[HOW TO COMPLETE THIS TASK] Your answer must be every line of the data that holds the string "filename".

####

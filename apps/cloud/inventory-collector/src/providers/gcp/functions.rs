//! Cloud Functions HTTPS trigger hosts.

use async_trait::async_trait;
use domain_inventory::{ProviderIdentity, Resource, Resources, ScopeSet, Service, ServiceClient, ServiceError};
use serde::Deserialize;

use super::http::{GcpHttp, Page, url_host};

#[derive(Debug, Deserialize)]
struct HttpsTrigger {
    #[serde(default)]
    url: Option<String>,
}

#[derive(Debug, Deserialize)]
#[serde(rename_all = "camelCase")]
struct CloudFunction {
    /// Full resource name, `projects/<p>/locations/<l>/functions/<f>`
    #[serde(default)]
    name: Option<String>,
    #[serde(default)]
    https_trigger: Option<HttpsTrigger>,
    #[serde(default)]
    ingress_settings: Option<String>,
}

#[derive(Debug, Deserialize)]
#[serde(rename_all = "camelCase")]
struct FunctionsPage {
    #[serde(default)]
    functions: Vec<CloudFunction>,
    next_page_token: Option<String>,
}

impl Page for FunctionsPage {
    type Item = CloudFunction;

    fn into_parts(self) -> (Vec<CloudFunction>, Option<String>) {
        (self.functions, self.next_page_token)
    }
}

/// Event-triggered functions have no host and are not reported.
fn function_resource(identity: &ProviderIdentity, scope: &str, function: &CloudFunction) -> Option<Resource> {
    let host = function
        .https_trigger
        .as_ref()
        .and_then(|trigger| trigger.url.as_deref())
        .and_then(url_host)?;
    let internal = function.ingress_settings.as_deref() == Some("ALLOW_INTERNAL_ONLY");

    let mut resource = identity
        .resource(Service::CloudFunction, scope)
        .with_dns_name(host)
        .public(!internal);
    if let Some(name) = &function.name {
        resource = resource.with_name(name.as_str());
    }
    Some(resource)
}

pub struct FunctionsClient {
    http: GcpHttp,
    base: String,
    identity: ProviderIdentity,
}

impl FunctionsClient {
    pub fn new(http: GcpHttp, base: &str, identity: ProviderIdentity) -> Self {
        Self {
            http,
            base: format!("{}/v1/projects", base),
            identity,
        }
    }
}

#[async_trait]
impl ServiceClient for FunctionsClient {
    fn service(&self) -> Service {
        Service::CloudFunction
    }

    async fn collect(&self, scopes: &ScopeSet) -> Result<Resources, ServiceError> {
        let mut resources = Resources::new();
        for project in scopes.iter() {
            let url = format!("{}/{}/locations/-/functions", self.base, project);
            let functions = self.http.list_all::<FunctionsPage>(&url, &[]).await?;
            resources.extend(
                functions
                    .iter()
                    .filter_map(|function| function_resource(&self.identity, project, function)),
            );
        }
        Ok(resources)
    }

    async fn probe(&self, scope: &str) -> Result<(), ServiceError> {
        let url = format!("{}/{}/locations", self.base, scope);
        self.http
            .get_json::<serde_json::Value>(&url, &[("pageSize", "1")])
            .await?;
        Ok(())
    }
}
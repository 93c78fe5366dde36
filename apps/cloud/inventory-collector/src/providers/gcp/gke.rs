//! Google Kubernetes Engine cluster endpoints.

use std::net::Ipv4Addr;

use async_trait::async_trait;
use domain_inventory::{ProviderIdentity, Resource, Resources, ScopeSet, Service, ServiceClient, ServiceError};
use serde::Deserialize;

use super::http::GcpHttp;

#[derive(Debug, Default, Deserialize)]
#[serde(rename_all = "camelCase")]
struct PrivateClusterConfig {
    #[serde(default)]
    enable_private_endpoint: bool,
    #[serde(default)]
    private_endpoint: Option<String>,
}

#[derive(Debug, Deserialize)]
#[serde(rename_all = "camelCase")]
struct Cluster {
    #[serde(default)]
    name: Option<String>,
    #[serde(default)]
    endpoint: Option<String>,
    #[serde(default)]
    private_cluster_config: Option<PrivateClusterConfig>,
}

#[derive(Debug, Default, Deserialize)]
struct ListClustersResponse {
    #[serde(default)]
    clusters: Vec<Cluster>,
}

fn cluster_resource(identity: &ProviderIdentity, scope: &str, cluster: &Cluster) -> Option<Resource> {
    let private = cluster.private_cluster_config.as_ref();
    let private_only = private.is_some_and(|config| config.enable_private_endpoint);

    let endpoint = cluster
        .endpoint
        .as_deref()
        .and_then(|ip| ip.parse::<Ipv4Addr>().ok());
    let private_endpoint = private
        .and_then(|config| config.private_endpoint.as_deref())
        .and_then(|ip| ip.parse::<Ipv4Addr>().ok());

    if endpoint.is_none() && private_endpoint.is_none() {
        return None;
    }

    let mut resource = identity.resource(Service::Gke, scope).public(!private_only);
    if let Some(ip) = endpoint {
        resource = if private_only {
            resource.with_private_ipv4(ip)
        } else {
            resource.with_public_ipv4(ip)
        };
    }
    if let Some(ip) = private_endpoint {
        resource = resource.with_private_ipv4(ip);
    }
    if let Some(name) = &cluster.name {
        resource = resource.with_name(name.as_str());
    }
    Some(resource)
}

pub struct GkeClient {
    http: GcpHttp,
    base: String,
    identity: ProviderIdentity,
}

impl GkeClient {
    pub fn new(http: GcpHttp, base: &str, identity: ProviderIdentity) -> Self {
        Self {
            http,
            base: format!("{}/v1beta1/projects", base),
            identity,
        }
    }

    fn clusters_url(&self, project: &str) -> String {
        format!("{}/{}/locations/-/clusters", self.base, project)
    }
}

#[async_trait]
impl ServiceClient for GkeClient {
    fn service(&self) -> Service {
        Service::Gke
    }

    async fn collect(&self, scopes: &ScopeSet) -> Result<Resources, ServiceError> {
        let mut resources = Resources::new();
        for project in scopes.iter() {
            let response: ListClustersResponse = self.http.get_json(&self.clusters_url(project), &[]).await?;
            resources.extend(
                response
                    .clusters
                    .iter()
                    .filter_map(|cluster| cluster_resource(&self.identity, project, cluster)),
            );
        }
        Ok(resources)
    }

    async fn probe(&self, scope: &str) -> Result<(), ServiceError> {
        self.http
            .get_json::<serde_json::Value>(&self.clusters_url(scope), &[])
            .await?;
        Ok(())
    }
}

####

[ANSWER SPACE]
filename apps/cloud/inventory-collector/src/providers/gcp/functions.rs
filename apps/cloud/inventory-collector/src/providers/gcp/gke.rs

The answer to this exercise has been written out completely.